Das ist der Grundansatz, von dem aus — „spekulativ",
wie der Verf. ausdrücklich sagt — d. h. apriori und begriffsanalytisch
nicht nur die Trinitätslehre, sondern auch wesentliche
Kapitel der Schöpfung (z.B. die Zweigeschlechtlichkeit)

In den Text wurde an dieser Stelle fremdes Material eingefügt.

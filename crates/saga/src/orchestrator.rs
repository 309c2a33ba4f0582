//! Saga orchestrator for table-driven workflows.

use chrono::Utc;
use common::CorrelationId;
use saga_store::{
    Commit, OutboxMessage, SagaStore, SagaStoreExt, ScheduledTimeout, TimeoutChange,
    TimeoutToken, Version,
};
use serde::Serialize;

use crate::config::EngineConfig;
use crate::context::{Effects, TransitionContext};
use crate::definition::{SagaDefinition, TimeoutEffect};
use crate::error::{Result, SagaError};
use crate::instance::SagaInstance;
use crate::message::{OutboundMessage, SagaMessage};
use crate::state::SagaState;
use crate::workflow::Saga;

/// Why a message was absorbed without a transition.
#[derive(Debug, Clone, Copy, PartialEq, Eq, Serialize)]
#[serde(rename_all = "snake_case")]
pub enum IgnoreReason {
    /// No instance exists and the message is not the start event.
    UnknownInstance,
    /// The instance already reached a terminal state.
    Finalized,
    /// The current state has no rule for the message.
    NoTransition,
    /// The timeout was superseded or already handled.
    StaleTimeout,
}

impl IgnoreReason {
    /// Returns the reason as a metric label.
    pub fn as_str(&self) -> &'static str {
        match self {
            IgnoreReason::UnknownInstance => "unknown_instance",
            IgnoreReason::Finalized => "finalized",
            IgnoreReason::NoTransition => "no_transition",
            IgnoreReason::StaleTimeout => "stale_timeout",
        }
    }
}

/// Result of processing one message.
#[derive(Debug, Clone, PartialEq, Eq, Serialize)]
#[serde(tag = "outcome", rename_all = "snake_case")]
pub enum Outcome {
    /// A transition was committed.
    Transitioned {
        correlation_id: CorrelationId,
        from: &'static str,
        to: &'static str,
        published: usize,
        version: Version,
    },
    /// The message was absorbed.
    Ignored {
        correlation_id: CorrelationId,
        reason: IgnoreReason,
    },
}

impl Outcome {
    /// Returns true if a transition was committed.
    pub fn is_transitioned(&self) -> bool {
        matches!(self, Outcome::Transitioned { .. })
    }

    /// Returns the ignore reason, if the message was absorbed.
    pub fn ignored_reason(&self) -> Option<IgnoreReason> {
        match self {
            Outcome::Ignored { reason, .. } => Some(*reason),
            Outcome::Transitioned { .. } => None,
        }
    }

    fn label(&self) -> &'static str {
        match self {
            Outcome::Transitioned { .. } => "transitioned",
            Outcome::Ignored { reason, .. } => reason.as_str(),
        }
    }
}

/// Drives instances of one workflow through its transition table.
///
/// Every message is handled as load, look up rule, apply to a working copy,
/// and commit once with the version check. The commit carries the instance
/// state, the queued outbound messages and the timeout changes, so either
/// all of a transition's effects happen or none do.
pub struct SagaOrchestrator<S: Saga, St: SagaStore> {
    store: St,
    definition: SagaDefinition<S>,
    config: EngineConfig,
}

impl<S: Saga, St: SagaStore> SagaOrchestrator<S, St> {
    /// Creates an orchestrator, validating the workflow definition.
    pub fn new(store: St, config: EngineConfig) -> Result<Self> {
        let definition = S::definition()?;
        Ok(Self::with_definition(store, definition, config))
    }

    /// Creates an orchestrator for an already validated definition.
    pub fn with_definition(store: St, definition: SagaDefinition<S>, config: EngineConfig) -> Self {
        Self {
            store,
            definition,
            config,
        }
    }

    /// Returns the transition table.
    pub fn definition(&self) -> &SagaDefinition<S> {
        &self.definition
    }

    /// Returns the underlying store.
    pub fn store(&self) -> &St {
        &self.store
    }

    /// Processes a message that did not come from the timeout scheduler.
    pub async fn process(&self, message: S::Event) -> Result<Outcome> {
        self.deliver(message, None).await
    }

    /// Processes a message, retrying the whole cycle on persist conflicts.
    ///
    /// `timeout_token` must be set when delivering a scheduled timeout;
    /// timeout messages without the instance's current token are absorbed.
    #[tracing::instrument(
        skip(self, message),
        fields(saga_type = S::saga_type(), message_type = message.message_type())
    )]
    pub async fn deliver(
        &self,
        message: S::Event,
        timeout_token: Option<TimeoutToken>,
    ) -> Result<Outcome> {
        let message_type = message.message_type();

        if !self.definition.handles(message_type) {
            return Err(self.unroutable(message_type, "message type not registered"));
        }
        let Some(correlation_id) = self.definition.correlate(&message) else {
            return Err(self.unroutable(message_type, "missing correlation id"));
        };

        let attempts = self.config.max_conflict_retries.max(1);
        for attempt in 1..=attempts {
            match self.apply_once(correlation_id, &message, timeout_token).await {
                Err(e) if e.is_conflict() => {
                    metrics::counter!("saga_persist_conflicts_total", "saga_type" => S::saga_type())
                        .increment(1);
                    tracing::debug!(%correlation_id, attempt, "persist conflict, retrying");
                    tokio::task::yield_now().await;
                }
                Ok(outcome) => {
                    metrics::counter!(
                        "saga_messages_total",
                        "saga_type" => S::saga_type(),
                        "outcome" => outcome.label()
                    )
                    .increment(1);
                    return Ok(outcome);
                }
                Err(e) => {
                    metrics::counter!(
                        "saga_messages_total",
                        "saga_type" => S::saga_type(),
                        "outcome" => "error"
                    )
                    .increment(1);
                    return Err(e);
                }
            }
        }

        tracing::error!(
            %correlation_id,
            attempts,
            "persist conflict not resolved; transition effects were not applied"
        );
        metrics::counter!("saga_conflict_retries_exhausted_total", "saga_type" => S::saga_type())
            .increment(1);
        Err(SagaError::ConflictRetriesExhausted {
            correlation_id,
            attempts,
        })
    }

    async fn apply_once(
        &self,
        correlation_id: CorrelationId,
        message: &S::Event,
        timeout_token: Option<TimeoutToken>,
    ) -> Result<Outcome> {
        let message_type = message.message_type();
        let now = Utc::now();

        let current = match self.store.load(correlation_id).await? {
            Some(record) => SagaInstance::<S>::from_record(record)?,
            None if message_type == self.definition.start_event() => {
                SagaInstance::new(correlation_id, now)
            }
            None => return Ok(ignored(correlation_id, IgnoreReason::UnknownInstance)),
        };

        if current.is_terminal() {
            tracing::debug!(%correlation_id, state = current.state.as_str(), "instance finished, message absorbed");
            return Ok(ignored(correlation_id, IgnoreReason::Finalized));
        }

        if self.definition.is_timeout_event(message_type)
            && (timeout_token.is_none() || timeout_token != current.pending_timeout)
        {
            tracing::debug!(%correlation_id, "stale timeout absorbed");
            return Ok(ignored(correlation_id, IgnoreReason::StaleTimeout));
        }

        let Some(rule) = self.definition.rule(current.state, message_type) else {
            tracing::debug!(
                %correlation_id,
                state = current.state.as_str(),
                "no transition for message, absorbed"
            );
            return Ok(ignored(correlation_id, IgnoreReason::NoTransition));
        };

        let mut next = current.clone();
        let mut ctx = TransitionContext::new(&mut next, now, self.config.compensation_retry_limit);
        let target = rule.apply(&mut ctx, message)?;
        let Effects {
            published,
            escalated,
        } = ctx.into_effects();

        next.state = target;
        next.updated_at = now;
        next.version = current.version.next();

        let mut timeouts = Vec::new();
        match rule.effective_timeout(target) {
            TimeoutEffect::Keep => {}
            TimeoutEffect::Cancel => {
                if let Some(token) = next.pending_timeout.take() {
                    timeouts.push(TimeoutChange::Cancel(token));
                }
            }
            TimeoutEffect::Schedule => {
                if let Some(token) = next.pending_timeout.take() {
                    timeouts.push(TimeoutChange::Cancel(token));
                }
                if let Some(timer) = self.definition.timeout() {
                    let payload = serde_json::to_value(timer.message(&next, now + timer.delay()))?;
                    let timeout = ScheduledTimeout::after(
                        correlation_id,
                        S::saga_type(),
                        timer.delay(),
                        payload,
                        now,
                    );
                    next.pending_timeout = Some(timeout.token);
                    timeouts.push(TimeoutChange::Schedule(timeout));
                }
            }
        }

        let mut commit = Commit::new(next.to_record()?, current.version);
        for command in &published {
            let message =
                OutboxMessage::new(correlation_id, S::saga_type(), command.message_type(), command)?
                    .created_at(now);
            commit = commit.publish(message);
        }
        commit.timeouts = timeouts;

        let version = self.store.commit(commit).await?;

        let from = current.state.as_str();
        let to = target.as_str();
        tracing::info!(%correlation_id, from, to, published = published.len(), "saga transitioned");
        metrics::counter!(
            "saga_transitions_total",
            "saga_type" => S::saga_type(),
            "from" => from,
            "to" => to
        )
        .increment(1);

        if escalated {
            tracing::error!(
                %correlation_id,
                from,
                reason = next.failure_reason.as_deref().unwrap_or_default(),
                "compensation was never confirmed; manual reconciliation required"
            );
            metrics::counter!("saga_compensation_escalations_total", "saga_type" => S::saga_type())
                .increment(1);
        }

        if target.is_terminal() {
            let elapsed = (now - next.started_at).to_std().unwrap_or_default();
            metrics::histogram!("saga_duration_seconds", "saga_type" => S::saga_type(), "state" => to)
                .record(elapsed.as_secs_f64());
        }

        Ok(Outcome::Transitioned {
            correlation_id,
            from,
            to,
            published: published.len(),
            version,
        })
    }

    pub(crate) fn unroutable(&self, message_type: &str, reason: &str) -> SagaError {
        tracing::warn!(saga_type = S::saga_type(), message_type, reason, "unroutable message dropped");
        metrics::counter!(
            "saga_messages_total",
            "saga_type" => S::saga_type(),
            "outcome" => "unroutable"
        )
        .increment(1);
        SagaError::Unroutable {
            message_type: message_type.to_string(),
            reason: reason.to_string(),
        }
    }

    /// Loads an instance.
    pub async fn get(&self, correlation_id: CorrelationId) -> Result<Option<SagaInstance<S>>> {
        self.store
            .load(correlation_id)
            .await?
            .map(SagaInstance::from_record)
            .transpose()
    }

    /// Finds non-terminal instances that have not transitioned for longer
    /// than `older_than`.
    pub async fn find_stuck(&self, older_than: chrono::Duration) -> Result<Vec<SagaInstance<S>>> {
        let states = S::State::active()
            .iter()
            .map(|s| s.as_str().to_string())
            .collect();
        self.store
            .find_stuck(S::saga_type(), states, older_than, Utc::now())
            .await?
            .into_iter()
            .map(SagaInstance::from_record)
            .collect()
    }
}

fn ignored(correlation_id: CorrelationId, reason: IgnoreReason) -> Outcome {
    Outcome::Ignored {
        correlation_id,
        reason,
    }
}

und der Erlösungslehre (bis hin zu Maria corredemptrix) abgeleitet
werden. Es ist für die evg. Theologie nicht ganz leicht,
hierzu Stellung zu nehmen. Sie sollte nicht von ihren andersartigen
Ansätzen her vorschnelle Zensuren erteilen. Gegenüber
der bei uns heute sehr verbreiteten Unterbetonung des Ersten
Artikels ist es z. B. durchaus eindrucksvoll, wie klar hier der
Abbildcharakter der Schöpfung sichtbar wird. Andererseits wird
hier — durch die uneingeschränkte Übertragung anthropologischer
Kategorien in die göttliche Sphäre — der Abstand von
Himmel und Erde noch weit mehr überblendet als im Thomis-
mus, und die sündige Destruktion der irdischen Natur kommt
noch weniger in den Blick (so z. B. bei den nicht ganz glücklichen
Bemühungen um das Problem der Willensfreiheit, wo
Verf. den Willensentschluß jedes freien Geschöpfes aus dem
Ganzen seines Wesens (soweit richtig), damit aber zugleich aus
der „Schöpferidee" ableitet, nach der Gott das betreffende Geschöpf
erschaffen hat (73 — 75). Soll das auch von den Fehlentscheidungen
des Sünders gelten? Dann ist entweder die
Sünde keine eigentliche Sünde mehr, oder es lauert im Hintergrund
das Gespenst der praedestinatio gemina!). — Gewichtiger
aber erscheint mir die Frage, worin hier die größere Nähe zum
griechischen Denken bestehen sollte. Gerade die Orientierung
an der göttlichen Usia jenseits der Personenunterschiede ist
doch urgriechisch! Und der — meinem Urteil nach — gewichtigste
Einwand der orthodoxen Theologie gegen die westliche
Trinitätslehre ist der, daß hier ökonomische und Wesenstrinität
verwechselt werde. Dieser Gegensatz gerade wird hier dem
Thomismus gegenüber verschärft. Wenn sich die griechische
Theologie immer wieder (mit gutem Erfolg!) gegen die gefährlichen
Konsequenzen des Modalismus und Monophysitismus zu
wehren hatte, so streift m. E. der konsequente Personalismus
des Verfassers gefährlich nahe an tritheitische Folgerungen (zumal
wenn noch ausdrücklich betont wird, der Satz des Widerspruchs
gelte „unbedingt" auch im göttlichen Bereich 35). Hilft
hier das Thomistische Denken, das sich bewußt ist, in menschlichen
Analogien zu sprechen (in Verbindung mit dem schon
lange vor Cusanus latent vorhandenen Wissen um die coinci-
dentia oppositorum) nicht doch besser, den schmalen Mittelweg
zwischen Monismus und Polytheismus zu finden?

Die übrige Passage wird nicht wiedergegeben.